** Opening Available data block **
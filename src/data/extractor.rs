// ============================================================
// Layer 4 — Pair Extractor
// ============================================================
// Walks the loaded recipe records and emits (context, target)
// index pairs for the two relations this system trains on:
//
//   Co-occurrence: within one recipe, every ingredient is paired
//   with every other ingredient in both directions. A recipe
//   with k ingredients contributes exactly k × (k - 1) pairs
//   (0 for k ≤ 1). Quadratic in k, which is acceptable for
//   recipe-sized ingredient lists; a windowed variant would be
//   the fix if corpora with very long recipes ever show up.
//
//   Membership: every (recipe, ingredient) edge becomes one pair
//   with the recipe as context and the ingredient as target.
//
// Both relations preserve corpus traversal order: record order
// first, then the within-record nested loop order. The batch
// cursor slices these lists positionally, so the order is part
// of the contract, not an implementation detail.
//
// Ingredient names outside the capped vocabulary resolve to UNK
// and are kept, never dropped. Recipe names always resolve to a
// real entry because the recipe vocabulary is built from these
// same records.
//
// Reference: Mikolov et al. (2013) skip-gram pair generation

use crate::data::vocab::Vocabulary;
use crate::domain::pair::Pair;
use crate::domain::recipe::Recipe;

/// Emit ingredient co-occurrence pairs for every recipe.
///
/// For ingredient positions i (target) and j (context) with i ≠ j,
/// the emitted pair is (index of ingredient[j], index of ingredient[i]).
pub fn extract_cooccurrence(records: &[Recipe], ingredient_vocab: &Vocabulary) -> Vec<Pair> {
    let mut pairs = Vec::new();

    for recipe in records {
        // Resolve names once per recipe; the nested loop below only
        // touches indices.
        let indices: Vec<usize> = recipe
            .ingredient_names()
            .map(|name| ingredient_vocab.lookup(name))
            .collect();

        for (i, &target) in indices.iter().enumerate() {
            for (j, &context) in indices.iter().enumerate() {
                if i != j {
                    pairs.push(Pair::new(context, target));
                }
            }
        }
    }

    pairs
}

/// Emit one (recipe, ingredient) membership pair per ingredient
/// occurrence, in corpus order.
pub fn extract_membership(
    records: &[Recipe],
    recipe_vocab: &Vocabulary,
    ingredient_vocab: &Vocabulary,
) -> Vec<Pair> {
    let mut pairs = Vec::new();

    for recipe in records {
        let recipe_index = recipe_vocab.lookup(&recipe.name);
        for name in recipe.ingredient_names() {
            pairs.push(Pair::new(recipe_index, ingredient_vocab.lookup(name)));
        }
    }

    pairs
}

// ─── Unit Tests ───────────────────────────────────────────────────────────────
#[cfg(test)]
mod tests {
    use super::*;
    use crate::data::loader::parse_corpus;
    use crate::data::vocab::UNKNOWN_INDEX;

    /// The two-recipe corpus used across these tests:
    ///   soup: salt, water
    ///   stew: salt, beef
    fn corpus() -> Vec<Recipe> {
        parse_corpus(concat!(
            r#"{"name":"soup","ingredients":[["salt",""],["water",""]]}"#,
            "\n",
            r#"{"name":"stew","ingredients":[["salt",""],["beef",""]]}"#,
            "\n",
        ))
        .unwrap()
    }

    fn ingredient_vocab(records: &[Recipe]) -> Vocabulary {
        Vocabulary::build(
            records.iter().flat_map(|r| r.ingredient_names()),
            Some(4),
        )
    }

    #[test]
    fn test_pair_count_is_k_times_k_minus_one() {
        let records = parse_corpus(concat!(
            r#"{"name":"a","ingredients":[["x",""],["y",""],["z",""],["w",""]]}"#,
            "\n",
            r#"{"name":"b","ingredients":[["x",""]]}"#,
            "\n",
            r#"{"name":"c","ingredients":[]}"#,
            "\n",
        ))
        .unwrap();
        let vocab = ingredient_vocab(&records);
        let pairs = extract_cooccurrence(&records, &vocab);
        // 4×3 from recipe a, 0 from the one-ingredient and empty recipes
        assert_eq!(pairs.len(), 12);
    }

    #[test]
    fn test_cooccurrence_pairs_and_order() {
        let records = corpus();
        let vocab = ingredient_vocab(&records);
        // salt ×2 → index 1; water and beef ×1 each, first-seen order
        let (salt, water, beef) = (1, 2, 3);
        assert_eq!(vocab.lookup("salt"), salt);
        assert_eq!(vocab.lookup("water"), water);
        assert_eq!(vocab.lookup("beef"), beef);

        let pairs = extract_cooccurrence(&records, &vocab);
        assert_eq!(
            pairs,
            vec![
                // soup: target salt pairs with context water, then the reverse
                Pair::new(water, salt),
                Pair::new(salt, water),
                // stew
                Pair::new(beef, salt),
                Pair::new(salt, beef),
            ]
        );
    }

    #[test]
    fn test_unknown_ingredient_maps_to_unk_not_dropped() {
        let records = corpus();
        // Cap of 2 keeps only UNK + salt
        let vocab = Vocabulary::build(
            records.iter().flat_map(|r| r.ingredient_names()),
            Some(2),
        );
        let pairs = extract_cooccurrence(&records, &vocab);
        assert_eq!(pairs.len(), 4);
        // water and beef collapse to UNK but their pairs survive
        assert_eq!(pairs[0], Pair::new(UNKNOWN_INDEX, 1));
        assert_eq!(pairs[1], Pair::new(1, UNKNOWN_INDEX));
    }

    #[test]
    fn test_membership_pairs_in_corpus_order() {
        let records = corpus();
        let ingredient_vocab = ingredient_vocab(&records);
        let recipe_vocab = Vocabulary::build(records.iter().map(|r| r.name.as_str()), None);
        // Equal-frequency recipe names keep first-seen order after UNK
        let (soup, stew) = (1, 2);
        assert_eq!(recipe_vocab.lookup("soup"), soup);
        assert_eq!(recipe_vocab.lookup("stew"), stew);

        let pairs = extract_membership(&records, &recipe_vocab, &ingredient_vocab);
        assert_eq!(
            pairs,
            vec![
                Pair::new(soup, ingredient_vocab.lookup("salt")),
                Pair::new(soup, ingredient_vocab.lookup("water")),
                Pair::new(stew, ingredient_vocab.lookup("salt")),
                Pair::new(stew, ingredient_vocab.lookup("beef")),
            ]
        );
    }

    #[test]
    fn test_recipe_lookup_never_falls_back_to_unk() {
        let records = corpus();
        let recipe_vocab = Vocabulary::build(records.iter().map(|r| r.name.as_str()), None);
        for recipe in &records {
            assert_ne!(recipe_vocab.lookup(&recipe.name), UNKNOWN_INDEX);
        }
    }
}
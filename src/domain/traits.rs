// ============================================================
// Layer 3 — Core Traits (Abstractions)
// ============================================================
// By programming against traits instead of concrete types,
// we can swap implementations without changing the code
// that uses them. For example:
//   - JsonlCorpus implements RecipeSource
//   - A future SqliteCorpus could also implement RecipeSource
//   - The application layer only sees RecipeSource
//     and works with both without any changes
//
// BatchSource is the seam between the data pipeline and the
// training loop: the trainer consumes batches through it and
// never touches the pair collection or the cursor directly.
//
// Reference: Rust Book §10 (Traits: Defining Shared Behaviour)
//            Rust Book §17 (Object Oriented Patterns)

use crate::domain::pair::IndexBatch;
use crate::domain::recipe::Recipe;
use crate::error::PipelineError;

// ─── RecipeSource ─────────────────────────────────────────────────────────────
/// Any component that can load the full recipe corpus.
///
/// Implementations:
///   - JsonlCorpus → loads line-delimited JSON from a file
pub trait RecipeSource {
    /// Load every recipe record, preserving corpus order.
    fn load_all(&self) -> Result<Vec<Recipe>, PipelineError>;
}

// ─── BatchSource ──────────────────────────────────────────────────────────────
/// Any component that can serve fixed-size training batches.
///
/// The training loop owns one exclusive `&mut` handle per relation,
/// so each call to `next_batch` observes the cursor advance left by
/// the previous call. Implementations must return every pair at
/// least once per `ceil(pair_count / batch_size)` calls.
///
/// Implementations:
///   - BatchCursor → circular, order-preserving reader over a pair list
pub trait BatchSource {
    /// Produce the next batch and advance the internal position.
    fn next_batch(&mut self) -> Result<IndexBatch, PipelineError>;

    /// The fixed number of pairs per batch.
    fn batch_size(&self) -> usize;

    /// The total number of pairs in the underlying collection.
    fn pair_count(&self) -> usize;
}
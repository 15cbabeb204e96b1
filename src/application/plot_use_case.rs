// ============================================================
// Layer 2 — Plot Use Case
// ============================================================
// Restores both trained models and turns their embedding tables
// into labelled 2D scatter images:
//
//   1. Load the training config saved next to the checkpoints
//   2. Reload the corpus and rebuild both vocabularies — the
//      build is deterministic, so the same corpus reproduces
//      the exact index ↔ token mapping used during training
//   3. Per relation: rebuild the model, load the latest
//      checkpoint, normalise the embedding table, project a
//      bounded prefix of rows to 2D, write the SVG
//
// Index 0 is UNK in both vocabularies and is skipped: its vector
// aggregates everything rare and has no meaningful neighbours.

use anyhow::{anyhow, Result};
use burn::prelude::*;
use std::path::PathBuf;

use crate::data::{loader::JsonlCorpus, vocab::Vocabulary};
use crate::domain::traits::RecipeSource;
use crate::infra::checkpoint::CheckpointManager;
use crate::ml::model::{SkipGramConfig, SkipGramModel};
use crate::viz::{projection::project_2d, scatter::write_scatter};

type PlotBackend = burn::backend::Wgpu;

pub struct PlotUseCase {
    corpus_path:    String,
    checkpoint_dir: String,
    /// How many vocabulary entries to plot, counted from index 1
    num_points:     usize,
    out_dir:        String,
}

impl PlotUseCase {
    pub fn new(
        corpus_path: impl Into<String>,
        checkpoint_dir: impl Into<String>,
        num_points: usize,
        out_dir: impl Into<String>,
    ) -> Self {
        Self {
            corpus_path:    corpus_path.into(),
            checkpoint_dir: checkpoint_dir.into(),
            num_points,
            out_dir:        out_dir.into(),
        }
    }

    pub fn execute(&self) -> Result<()> {
        let device = burn::backend::wgpu::WgpuDevice::default();

        let root = CheckpointManager::new(&self.checkpoint_dir);
        let cfg = root.load_config()?;

        let corpus = JsonlCorpus::new(&self.corpus_path);
        let records = corpus.load_all()?;

        let ingredient_vocab = Vocabulary::build(
            records.iter().flat_map(|r| r.ingredient_names()),
            Some(cfg.vocabulary_size),
        );
        let recipe_vocab = Vocabulary::build(records.iter().map(|r| r.name.as_str()), None);

        self.plot_relation(
            "ingredients",
            ingredient_vocab.len(),
            ingredient_vocab.len(),
            &ingredient_vocab,
            cfg.emb_dim,
            "ingredients2vec.svg",
            &device,
        )?;

        self.plot_relation(
            "recipes",
            recipe_vocab.len(),
            ingredient_vocab.len(),
            &recipe_vocab,
            cfg.emb_dim,
            "recipes2vec.svg",
            &device,
        )?;

        Ok(())
    }

    fn plot_relation(
        &self,
        relation: &str,
        input_vocab: usize,
        output_vocab: usize,
        vocab: &Vocabulary,
        emb_dim: usize,
        file_name: &str,
        device: &burn::backend::wgpu::WgpuDevice,
    ) -> Result<()> {
        // ── Rebuild the model and load the latest snapshot ────────────────────
        let ckpt = CheckpointManager::new(PathBuf::from(&self.checkpoint_dir).join(relation));
        let model: SkipGramModel<PlotBackend> =
            SkipGramConfig::new(input_vocab, output_vocab, emb_dim).init(device);
        let model = ckpt.load_model(model, device)?;

        // ── Export the normalised table to plain rows ─────────────────────────
        let table = model.normalized_embeddings();
        let [rows_total, dim] = table.dims();
        let flat: Vec<f32> = table
            .into_data()
            .to_vec::<f32>()
            .map_err(|e| anyhow!("cannot read {relation} embedding table: {e:?}"))?;

        // Bounded prefix, skipping UNK at index 0
        let limit = self.num_points.min(rows_total);
        let rows: Vec<Vec<f32>> = (1..limit)
            .map(|i| flat[i * dim..(i + 1) * dim].to_vec())
            .collect();
        let labels: Vec<String> = (1..limit)
            .map(|i| vocab.token(i).unwrap_or_default().to_string())
            .collect();

        // ── Project and write the artifact ────────────────────────────────────
        let points = project_2d(&rows);
        let out = PathBuf::from(&self.out_dir).join(file_name);
        write_scatter(&out, &points, &labels, relation)?;

        tracing::info!(
            "Wrote {} scatter ({} points) to '{}'",
            relation,
            points.len(),
            out.display(),
        );
        Ok(())
    }
}
// ============================================================
// Layer 1 — CLI / Presentation Layer
// ============================================================
// This is the entry point for all user interaction.
// It uses the `clap` crate to parse command line arguments.
// All business logic is delegated to Layer 2 (application).
//
// Two commands are supported:
//   1. `train` — trains both embedding models on the corpus
//   2. `plot`  — loads the checkpoints and writes 2D scatters
//
// Reference: Rust Book §7 (Modules), §12 (CLI programs)

pub mod commands;

use anyhow::Result;
use clap::Parser;
use commands::{Commands, PlotArgs, TrainArgs};

/// The main CLI struct — clap reads the fields and generates
/// argument parsing code automatically via the Parser derive macro.
#[derive(Parser, Debug)]
#[command(
    name = "recipe2vec",
    version = "0.1.0",
    about = "Train ingredient and recipe embeddings from a JSONL recipe corpus, then plot them."
)]
pub struct Cli {
    #[command(subcommand)]
    pub command: Commands,
}

impl Cli {
    /// Match on the subcommand and dispatch to the correct use case.
    /// This keeps the CLI layer thin — it only routes, never computes.
    pub fn run(self) -> Result<()> {
        match self.command {
            Commands::Train(args) => Self::run_train(args),
            Commands::Plot(args) => Self::run_plot(args),
        }
    }

    fn run_train(args: TrainArgs) -> Result<()> {
        use crate::application::train_use_case::TrainUseCase;

        tracing::info!("Starting training on corpus: {}", args.corpus);

        // Convert CLI args → application config (separates presentation from domain)
        let use_case = TrainUseCase::new(args.into());
        use_case.execute()?;

        println!("Training complete. Checkpoints saved.");
        Ok(())
    }

    fn run_plot(args: PlotArgs) -> Result<()> {
        use crate::application::plot_use_case::PlotUseCase;

        let use_case = PlotUseCase::new(
            args.corpus,
            args.checkpoint_dir,
            args.num_points,
            args.out_dir,
        );
        use_case.execute()?;

        println!("Scatter plots written.");
        Ok(())
    }
}
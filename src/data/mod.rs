// ============================================================
// Layer 4 — Data Pipeline
// ============================================================
// This layer handles everything from the raw JSONL corpus
// all the way to GPU-ready tensor batches.
//
// The pipeline flows in this order:
//
//   sitemap.json (one recipe object per line)
//       │
//       ▼
//   JsonlCorpus       → parses lines into Recipe records
//       │
//       ▼
//   Vocabulary        → frequency-ranked token ↔ index mapping
//       │
//       ▼
//   extractor         → (context, target) index pairs for the
//       │               co-occurrence and membership relations
//       ▼
//   BatchCursor       → fixed-size circular batches, no shuffling
//       │
//       ▼
//   PairBatcher       → stacks one batch into tensors
//       │
//       ▼
//   training loop     → one optimiser step per batch
//
// Each module is responsible for exactly one step.
// This makes each step independently testable and replaceable.
//
// Reference: Burn Book §4 (Datasets and Dataloaders)
//            Rust Book §13 (Iterators and Closures)

/// Loads line-delimited JSON recipes from a file
pub mod loader;

/// Frequency-ranked vocabulary with a reserved UNK entry
pub mod vocab;

/// Walks records and emits (context, target) index pairs
pub mod extractor;

/// Serves fixed-size wrap-around batches from a pair list
pub mod cursor;

/// Converts an index batch into Burn tensors
pub mod batcher;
** Closing Available data block **
Take the lines above from the one containing "ever show up." to the one containing "order: record order" and retype them exactly, both ends included, with nothing added.

//   the fix if corpora with very long recipes ever show up.
//
//   Membership: every (recipe, ingredient) edge becomes one pair
//   with the recipe as context and the ingredient as target.
//
// Both relations preserve corpus traversal order: record order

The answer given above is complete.